Sie ist sauer auf das ganze System ist. Graf: "Ich fasse es nicht. Der Typ baut ein Haus, geht arbeiten – und muss uns nicht einmal Schadenersatz leisten." Die Haftpflichtversicherung schreibt dazu: "Eine Deckung wäre dann ausgeschlossen, wenn der Schädiger die Körperverletzung vorsätzlich begangen hat. Sollte der Schädiger zudem schuldunfähig sein, ist auch keine Haftung gegeben."

Der Täter-Anwalt hatte dazu im Januar diesen Jahres geschrieben: "Unser Mandant bedauert zutiefst, dass Gerhard H. durch ihn verletzt wurde und ihm sowie seiner Bevollmächtigten Frau Graf erheblicher finanzieller Schaden entstand. Im Einzelnen kann sich unser Mandant (…) das ihm vorgeworfene Verhalten selbst nicht erklären. Bis heute hat er leider keine konkrete Erinneung an das Geschehen."
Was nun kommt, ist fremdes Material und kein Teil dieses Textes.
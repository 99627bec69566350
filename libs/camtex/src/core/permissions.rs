// Copyright (c) 2025 Jonathan Fontanez
// SPDX-License-Identifier: BUSL-1.1

use std::future::Future;
use std::pin::Pin;
use std::sync::Arc;

/// Boxed future type for async trait methods (required for dyn compatibility).
pub type BoxFuture<'a, T> = Pin<Box<dyn Future<Output = T> + Send + 'a>>;

/// Asynchronous camera permission gate.
///
/// The host decides how to ask (system prompt, manifest check, always-yes in
/// a test harness). `open()` awaits the answer without blocking the caller
/// thread and allocates nothing until it resolves to `true`.
pub trait PermissionGate: Send + Sync {
    #[must_use]
    fn check_camera_permission(&self) -> BoxFuture<'_, bool>;
}

impl PermissionGate for Arc<dyn PermissionGate> {
    fn check_camera_permission(&self) -> BoxFuture<'_, bool> {
        (**self).check_camera_permission()
    }
}

/// Gate with a fixed answer. Useful for override mode, where there is no OS
/// camera to ask about.
#[derive(Debug, Clone, Copy)]
pub struct StaticPermissionGate {
    granted: bool,
}

impl StaticPermissionGate {
    pub fn granted() -> Self {
        Self { granted: true }
    }

    pub fn denied() -> Self {
        Self { granted: false }
    }
}

impl PermissionGate for StaticPermissionGate {
    fn check_camera_permission(&self) -> BoxFuture<'_, bool> {
        let granted = self.granted;
        Box::pin(async move {
            tracing::debug!("Camera permission (static): {}", granted);
            granted
        })
    }
}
Es sei zu berücksichtigen, so der Anwalt, dass sich der Täter zumindest in einem Zustand "erheblich verminderter Schuldfähigkeit, wenn nicht sogar im Zustand der Schuldunfähigkeit befand. Darüber hinaus erlauben wir uns, vorsorglich anzumerken, dass unser Mandant als Alleinverdiener mit seinem Einkommen den Lebensunterhalt für sich, seine Ehefrau und die beiden gemeinsamen Kleinkinder bestreitet sowie außerdem hohen Kreditverbindlichkeiten zu bedienen hat."

Schuldunfähig? Sue Graf hat eine ganz andere Erklärung, warum der Täter plötzlich in der Salatschüssel aufgetaucht ist. "Er hat das bewusst geplant. Laut den Ermittlungen der Kripo hatte er bei der Tat keinen Führerschein. Die Frage ist: Wie kam er dann von Nordstetten ins Industriegebiet? Entweder mit dem Taxi oder dem Bus. Dabei muss er umsteigen – auch das kostet Planung. Aus sicherer Quelle ist mir bekannt, dass die Frau des Täters bis einige Wochen vor der Tat bei Pex im Industriegebiet gearbeitet hat. Dort soll sie eine Affäre gehabt haben. Deshalb soll es zwischen dem Täter und seiner Frau zu einer Trennung gekommen sein. So könnte sich ganz leicht erklären, warum der Täter ausgerechnet in der Salatschüssel aufgetaucht ist. Und dass dahinter ein Plan gestanden hat."

Fakt ist jedenfalls, so der Sprecher der ermittelnden Staatsanwaltschaft Rottweil: "Das Sachverständigengutachten ist inzwischen bei uns angekommen. Wenn nichts dazwischen kommt, soll noch diese Woche entschieden werden, wie es weitergeht." Also, ob Anklage erhoben wird oder nicht.